Les auteurs du rapport soulignent aussi l’impact que la production de biocarburants pourrait avoir sur l’environnement. En fonction du choix des plantes bioénergétiques cultivées et de celles qu’elles remplacent, de bonnes méthodes d’exploitation, telles que la culture intercalaire et la rotation des cultures, peuvent avoir un impact neutre, voire positif, sur l’environnement immédiat, expliquent-ils.
Mais les cultures à des fins énergétiques tendent généralement à être des monocultures à grande échelle qui, avertissent-ils, pourraient conduire à une perte significative de biodiversité, à l’érosion des sols et au lessivage des nutriments. L’Inde, le Sri Lanka et la Thaïlande, où les cultures destinées à la production de biocarburants ont déjà causé une déforestation importante, représentent des exemples typiques de ces problèmes.
Même des cultures bioénergétiques plus variées et plus durables pourraient avoir des impacts environnementaux négatifs si elles remplacent des forêts et des prairies naturelles, affirment les auteurs du rapport. Parmi les autres conséquences potentielles, il faut noter l’eutrophisation de l’eau, l’acidification des sols et des eaux de surface, et même la réduction de la couche d’ozone.

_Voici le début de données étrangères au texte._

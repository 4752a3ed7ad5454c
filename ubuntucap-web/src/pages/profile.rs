use crate::components::{FailedState, Loading, SelectField, TextField};
use crate::context::use_app_context;
use crate::features::{Loadable, ProfileManager, ProfileState, ProfileView};
use crate::hooks::draft_setter;
use crate::routes::Route;
use i18nrs::yew::use_translation;
use shared::format::{format_currency, format_date, humanize};
use shared::models::{ConsentType, EmploymentStatus, ProfileUpdate, User};
use std::rc::Rc;
use strum::IntoEnumIterator;
use wasm_bindgen_futures::spawn_local;
use yew::prelude::*;
use yew_router::prelude::Link;
use yewdux::prelude::use_store_value;

#[derive(Properties, PartialEq)]
pub struct ProfilePageProps {
    pub view: ProfileView,
}

#[function_component(ProfilePage)]
pub fn profile_page(props: &ProfilePageProps) -> Html {
    let context = use_app_context();
    let profile = context.profile.clone();
    let state = use_store_value::<ProfileState>();
    let (i18n, ..) = use_translation();

    let enter = {
        let profile = profile.clone();
        Callback::from(move |view: ProfileView| {
            let profile = profile.clone();
            spawn_local(async move {
                match view {
                    ProfileView::Overview => profile.show_overview().await,
                    ProfileView::Edit => profile.show_edit().await,
                }
            });
        })
    };
    {
        let enter = enter.clone();
        use_effect_with(props.view, move |view| {
            enter.emit(*view);
            || ()
        });
    }
    let view = props.view;
    let retry = Callback::from(move |()| enter.emit(view));

    let body = match &state.profile {
        Loadable::Failed(message) => html! { <FailedState message={message.clone()} on_retry={retry} /> },
        Loadable::Ready(user) => match props.view {
            ProfileView::Overview => html! { <Overview user={user.clone()} {profile} state={state.clone()} /> },
            // Keyed so the draft is rebuilt when fresher data arrives.
            ProfileView::Edit => html! {
                <EditForm key={user.id.clone()} user={user.clone()} {profile} state={state.clone()} />
            },
        },
        _ => html! { <Loading /> },
    };

    html! {
        <div class="space-y-6">
            <h1 class="text-2xl font-bold">{i18n.t("nav.profile")}</h1>
            {body}
        </div>
    }
}

#[derive(Properties)]
struct ProfileProps {
    user: User,
    profile: ProfileManager,
    state: Rc<ProfileState>,
}

impl PartialEq for ProfileProps {
    fn eq(&self, other: &Self) -> bool {
        self.user == other.user && self.state == other.state
    }
}

#[function_component(Overview)]
fn overview(props: &ProfileProps) -> Html {
    let (i18n, ..) = use_translation();
    let user = &props.user;
    let details = user.profile.clone().unwrap_or_default();
    let completion = user.completion_percentage();
    let row = |key: &str, value: String| {
        html! {
            <tr><th class="font-normal text-base-content/70">{i18n.t(key)}</th><td>{value}</td></tr>
        }
    };
    let text = |value: Option<String>| value.filter(|v| !v.is_empty()).unwrap_or_else(|| "N/A".to_string());

    let consent = |consented: bool| {
        let profile = props.profile.clone();
        Callback::from(move |_: MouseEvent| {
            let profile = profile.clone();
            spawn_local(async move {
                profile.record_consent(ConsentType::MpesaAnalysis, consented).await;
            });
        })
    };
    let consent_busy = props.state.pending_consent.is_some();

    html! {
        <div class="grid gap-6 md:grid-cols-3">
            <div class="card bg-base-100 shadow">
                <div class="card-body items-center text-center">
                    <div class="avatar placeholder">
                        <div class="bg-primary text-primary-content w-20 rounded-full">
                            <span class="text-2xl">{user.initials()}</span>
                        </div>
                    </div>
                    <h2 class="card-title">{user.full_name()}</h2>
                    <p class="text-sm">{&user.phone_number}</p>
                    if user.is_verified {
                        <span class="badge badge-success">{i18n.t("dashboard.verified")}</span>
                    } else {
                        <span class="badge badge-warning">{i18n.t("dashboard.unverified")}</span>
                    }
                    <div class="w-full mt-4">
                        <div class="flex justify-between text-sm">
                            <span>{i18n.t("dashboard.profile_completion")}</span>
                            <span>{format!("{completion}%")}</span>
                        </div>
                        <progress class="progress progress-primary w-full" value={completion.to_string()} max="100"></progress>
                    </div>
                    <Link<Route> to={Route::ProfileEdit} classes="btn btn-primary btn-sm mt-2">{i18n.t("profile.edit")}</Link<Route>>
                </div>
            </div>
            <div class="card bg-base-100 shadow md:col-span-2">
                <div class="card-body">
                    <table class="table table-sm">
                        <tbody>
                            {row("profile.email", text(Some(user.email.clone())))}
                            {row("auth.id_number", text(Some(user.id_number.clone())))}
                            {row("profile.date_of_birth", format_date(details.date_of_birth.as_deref()))}
                            {row("profile.gender", text(details.gender.as_deref().map(humanize)))}
                            {row("profile.county", text(details.county.clone()))}
                            {row("profile.town", text(details.town.clone()))}
                            {row("profile.employment_status", text(details.employment_status.as_deref().map(humanize)))}
                            {row("profile.occupation", text(details.occupation.clone()))}
                            {row("profile.monthly_income", format_currency(details.monthly_income))}
                            {row("profile.member_since", format_date(user.date_joined.as_deref()))}
                        </tbody>
                    </table>
                </div>
            </div>
            <div class="card bg-base-100 shadow md:col-span-3">
                <div class="card-body">
                    <h2 class="card-title">{i18n.t("profile.consent_title")}</h2>
                    <p>{i18n.t("profile.consent_body")}</p>
                    <div class="card-actions justify-end">
                        <button class="btn btn-ghost btn-sm" disabled={consent_busy} onclick={consent(false)}>
                            {i18n.t("profile.consent_revoke")}
                        </button>
                        <button class="btn btn-primary btn-sm" disabled={consent_busy} onclick={consent(true)}>
                            {i18n.t("profile.consent_grant")}
                        </button>
                    </div>
                </div>
            </div>
        </div>
    }
}

#[function_component(EditForm)]
fn edit_form(props: &ProfileProps) -> Html {
    let (i18n, ..) = use_translation();
    let seed = ProfileUpdate::from_user(&props.user);
    let draft = use_state(move || seed);

    let onsubmit = {
        let profile = props.profile.clone();
        let draft = draft.clone();
        Callback::from(move |event: SubmitEvent| {
            event.prevent_default();
            let profile = profile.clone();
            let update = (*draft).clone();
            spawn_local(async move {
                profile.save(update).await;
            });
        })
    };
    let value = |field: &Option<String>| field.clone().unwrap_or_default();
    let employment: Vec<(AttrValue, AttrValue)> = EmploymentStatus::iter()
        .map(|status| (status.to_string().into(), status.label().into()))
        .collect();
    let genders: Vec<(AttrValue, AttrValue)> = [
        ("MALE", "profile.male"),
        ("FEMALE", "profile.female"),
        ("OTHER", "profile.other"),
        ("PREFER_NOT_TO_SAY", "profile.prefer_not_to_say"),
    ]
    .into_iter()
    .map(|(code, key)| (code.into(), i18n.t(key).into()))
    .collect();
    let errors = props.state.form_errors.clone();
    let busy = props.state.saving;

    html! {
        <form class="card bg-base-100 shadow" {onsubmit}>
            <div class="card-body">
                <div class="grid gap-2 md:grid-cols-2">
                    <TextField
                        name="first_name"
                        label={i18n.t("profile.first_name")}
                        value={value(&draft.first_name)}
                        on_input={draft_setter(&draft, |form, value| form.first_name = Some(value))}
                        errors={errors.clone()}
                        required=true
                    />
                    <TextField
                        name="last_name"
                        label={i18n.t("profile.last_name")}
                        value={value(&draft.last_name)}
                        on_input={draft_setter(&draft, |form, value| form.last_name = Some(value))}
                        errors={errors.clone()}
                        required=true
                    />
                    <TextField
                        name="email"
                        label={i18n.t("profile.email")}
                        input_type="email"
                        value={value(&draft.email)}
                        on_input={draft_setter(&draft, |form, value| form.email = Some(value))}
                        errors={errors.clone()}
                    />
                    <TextField
                        name="date_of_birth"
                        label={i18n.t("profile.date_of_birth")}
                        input_type="date"
                        value={value(&draft.date_of_birth)}
                        on_input={draft_setter(&draft, |form, value| form.date_of_birth = Some(value))}
                        errors={errors.clone()}
                    />
                    <SelectField
                        name="gender"
                        label={i18n.t("profile.gender")}
                        value={value(&draft.gender)}
                        options={genders}
                        placeholder={i18n.t("profile.select")}
                        on_change={draft_setter(&draft, |form, value| form.gender = Some(value))}
                        errors={errors.clone()}
                    />
                    <TextField
                        name="county"
                        label={i18n.t("profile.county")}
                        value={value(&draft.county)}
                        on_input={draft_setter(&draft, |form, value| form.county = Some(value))}
                        errors={errors.clone()}
                    />
                    <TextField
                        name="town"
                        label={i18n.t("profile.town")}
                        value={value(&draft.town)}
                        on_input={draft_setter(&draft, |form, value| form.town = Some(value))}
                        errors={errors.clone()}
                    />
                    <SelectField
                        name="employment_status"
                        label={i18n.t("profile.employment_status")}
                        value={value(&draft.employment_status)}
                        options={employment}
                        placeholder={i18n.t("profile.select")}
                        on_change={draft_setter(&draft, |form, value| form.employment_status = Some(value))}
                        errors={errors.clone()}
                    />
                    <TextField
                        name="occupation"
                        label={i18n.t("profile.occupation")}
                        value={value(&draft.occupation)}
                        on_input={draft_setter(&draft, |form, value| form.occupation = Some(value))}
                        errors={errors.clone()}
                    />
                    <TextField
                        name="monthly_income"
                        label={i18n.t("profile.monthly_income")}
                        input_type="number"
                        value={value(&draft.monthly_income)}
                        on_input={draft_setter(&draft, |form, value| form.monthly_income = Some(value))}
                        {errors}
                    />
                </div>
                <div class="card-actions justify-end mt-4">
                    <Link<Route> to={Route::Profile} classes="btn btn-ghost">{i18n.t("common.cancel")}</Link<Route>>
                    <button class="btn btn-primary" type="submit" disabled={busy}>
                        if busy {
                            <span class="loading loading-spinner loading-sm"></span>
                            {i18n.t("profile.saving")}
                        } else {
                            {i18n.t("profile.save")}
                        }
                    </button>
                </div>
            </div>
        </form>
    }
}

Les auteurs du rapport concluent en proposant aux décideurs un cadre permettant d’encourager la production et l’utilisation durable des biocarburants et d’autres sources de bioénergie, afin d’en maximiser les bénéfices pour les populations pauvres et pour l’environnement. Dans le domaine de la recherche et développement, ils appellent les gouvernements à financer des activités d’intérêt public, y compris la recherche fondamentale sans application commerciale immédiate et l’identification des besoins bioénergétiques et des domaines de recherche stratégique.